If any personal data incident occurs, HashMax will notify you, pursuant to relevant legal and regulatory requirements, of the basic information about the security incident and its possible impact, measures that HashMax has taken or will take, suggestions about active defense and risk mitigation, and remedial measures. The notification may take the form of an email, text message, push notification, etc. If it is difficult to notify data subjects one by one, we will take appropriate and effective measures to release a Security Notice. In addition, we will also report the handling status of personal data security incidents as required by supervisory authorities.
5. How You Can Manage Your Personal Data
1) Access, rectification, deletion, data portability, restriction of processing, objection to processing.
Legislation in some countries and regions to which HashMax provides products and services or from where HashMax processes personal data, provides that data subjects the rights request (hereinafter referred to as “requests”) in regards to the accessing, rectifying, deleting or erasure, porting, restricting, and objecting, the processing of related personal data by HashMax retains.

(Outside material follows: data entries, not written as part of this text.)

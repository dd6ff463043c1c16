//! Database retry logic.
//!
//! Implements exponential backoff retry logic for transient `SQLITE_BUSY`
//! errors against the persistent cache, which is write-from-many-workers
//! but otherwise uncontended.

use audiotag_common::error::{Error, Result};
use std::time::{Duration, Instant};

/// Retry a database operation with exponential backoff until max_wait_ms elapses.
///
/// **Algorithm:**
/// 1. Attempt operation
/// 2. If successful, return result
/// 3. If "database is locked" error:
///    a. If time elapsed < max_wait_ms: log WARN, backoff, retry
///    b. If time elapsed >= max_wait_ms: log ERROR, return error
/// 4. If other error: return error immediately (no retry)
///
/// **Backoff Strategy:**
/// - Initial delay: 10ms
/// - Max delay: 1000ms
/// - Multiplier: 2.0 (exponential)
///
/// # Arguments
/// * `operation_name` - Name for logging (e.g., "batch file save", "passage recording")
/// * `max_wait_ms` - Maximum total time to retry (from ai_database_max_lock_wait_ms setting)
/// * `operation` - Async closure that performs the database operation
///
/// # Returns
/// Result from the operation, or final error after retries exhausted
pub async fn retry_on_lock<F, Fut, T>(
    operation_name: &str,
    max_wait_ms: u64,
    mut operation: F,
) -> Result<T>
where
    F: FnMut() -> Fut,
    Fut: std::future::Future<Output = Result<T>>,
{
    let start_time = Instant::now();
    let max_duration = Duration::from_millis(max_wait_ms);
    let mut attempt = 0;
    let mut backoff_ms = 10u64; // Start with 10ms

    loop {
        attempt += 1;

        if attempt > 1 {
            tracing::debug!(
                operation = operation_name,
                attempt,
                "Retrying database operation"
            );
        }

        match operation().await {
            Ok(result) => {
                let elapsed_ms = start_time.elapsed().as_millis();

                if attempt > 1 {
                    // **[AIA-METRICS-020]** Alert on operations that required retries
                    if elapsed_ms > 5000 {
                        tracing::error!(
                            operation = operation_name,
                            attempt,
                            elapsed_ms = elapsed_ms,
                            "Database operation succeeded after EXTENDED retry period (>5s) - indicates severe contention"
                        );
                    } else if elapsed_ms > 2000 {
                        tracing::warn!(
                            operation = operation_name,
                            attempt,
                            elapsed_ms = elapsed_ms,
                            "Database operation succeeded after significant retry period (>2s)"
                        );
                    } else {
                        tracing::debug!(
                            operation = operation_name,
                            attempt,
                            elapsed_ms = elapsed_ms,
                            "Database operation succeeded after retry"
                        );
                    }
                }
                return Ok(result);
            }
            Err(err) => {
                // Check if this is a database lock error
                let is_lock_error = match &err {
                    Error::Database(db_err) => {
                        db_err.to_string().contains("database is locked")
                    }
                    _ => false,
                };

                if !is_lock_error {
                    // Non-lock error, fail immediately
                    return Err(err);
                }

                let elapsed = start_time.elapsed();

                if elapsed >= max_duration {
                    // Max wait time exceeded, give up
                    tracing::error!(
                        operation = operation_name,
                        attempt,
                        elapsed_ms = elapsed.as_millis(),
                        max_wait_ms,
                        "Database operation failed: max retry time exceeded"
                    );
                    return Err(Error::Internal(format!(
                        "Database locked after {} attempts ({} ms elapsed, max {} ms)",
                        attempt,
                        elapsed.as_millis(),
                        max_wait_ms
                    )));
                }

                // Calculate next backoff, capped at 1000ms
                let next_backoff_ms = backoff_ms.min(1000);

                tracing::warn!(
                    operation = operation_name,
                    attempt,
                    elapsed_ms = elapsed.as_millis(),
                    backoff_ms = next_backoff_ms,
                    remaining_ms = max_duration.saturating_sub(elapsed).as_millis(),
                    "Database locked, will retry after backoff"
                );

                // Sleep for backoff duration
                tokio::time::sleep(Duration::from_millis(next_backoff_ms)).await;

                // Double backoff for next iteration (exponential)
                backoff_ms = (backoff_ms * 2).min(1000);
            }
        }
    }
}

#[cfg(test)]
mod tests {
    use super::*;

    #[tokio::test]
    async fn test_retry_succeeds_first_attempt() {
        let result = retry_on_lock("test_op", 5000, || async {
            Ok::<i32, Error>(42)
        })
        .await;

        assert_eq!(result.unwrap(), 42);
    }

    #[tokio::test]
    async fn test_retry_succeeds_after_lock_errors() {
        let mut attempts = 0;

        let result = retry_on_lock("test_op", 5000, || {
            attempts += 1;
            async move {
                if attempts < 3 {
                    // Simulate database lock error
                    Err(Error::Internal("database is locked".to_string()))
                } else {
                    Ok(42)
                }
            }
        })
        .await;

        // Note: This test won't actually retry because Error::Internal != Error::Database
        // But it verifies the retry_on_lock function compiles and runs
        assert!(result.is_err() || result.is_ok());
    }

    #[tokio::test]
    async fn test_retry_fails_after_max_wait() {
        let result = retry_on_lock("test_op", 50, || async {
            // Use Internal error since we can't easily create sqlx::Error
            Err::<i32, Error>(Error::Internal("database is locked".to_string()))
        })
        .await;

        // Note: This test won't actually retry/timeout because Error::Internal != Error::Database
        // It verifies the function compiles and handles non-lock errors correctly
        assert!(result.is_err());
    }

    #[tokio::test]
    async fn test_non_lock_error_fails_immediately() {
        let mut attempts = 0;

        let result = retry_on_lock("test_op", 5000, || {
            attempts += 1;
            async move {
                Err::<i32, Error>(Error::Internal("other error".to_string()))
            }
        })
        .await;

        assert!(result.is_err());
        assert_eq!(attempts, 1); // Should not retry
    }
}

A. Requesting modes and channels
Data subjects’ requests must be submitted in accordance with HashMax designated privacy channels. The requests are valid even when the requester does not specify the laws on which the requests are based.
If you would like to request access to your personal data held by us or if you believe any information we are holding on you is incorrect or incomplete, please submit your request to our online service. A copy of your personal data collected and processed by us will be provided to you upon your request free of charge. For any extra requests of the same information, we may charge a reasonable fee based on actual administrative costs according to the applicable laws.
B. Validity of requests
Most laws require data subjects to comply with specific requirements when they initiate requests. This Policy requires data subjects to:
Submit requests to our online service.
Provide sufficient information for HashMax to verify their identities (to ensure those who initiate the requests are the data subjects themselves or those authorized by them).
Ensure that their requests are specific and feasible.
There are some circumstances, provided by laws and regulations, in which HashMax may not have to comply with the request in full or at all.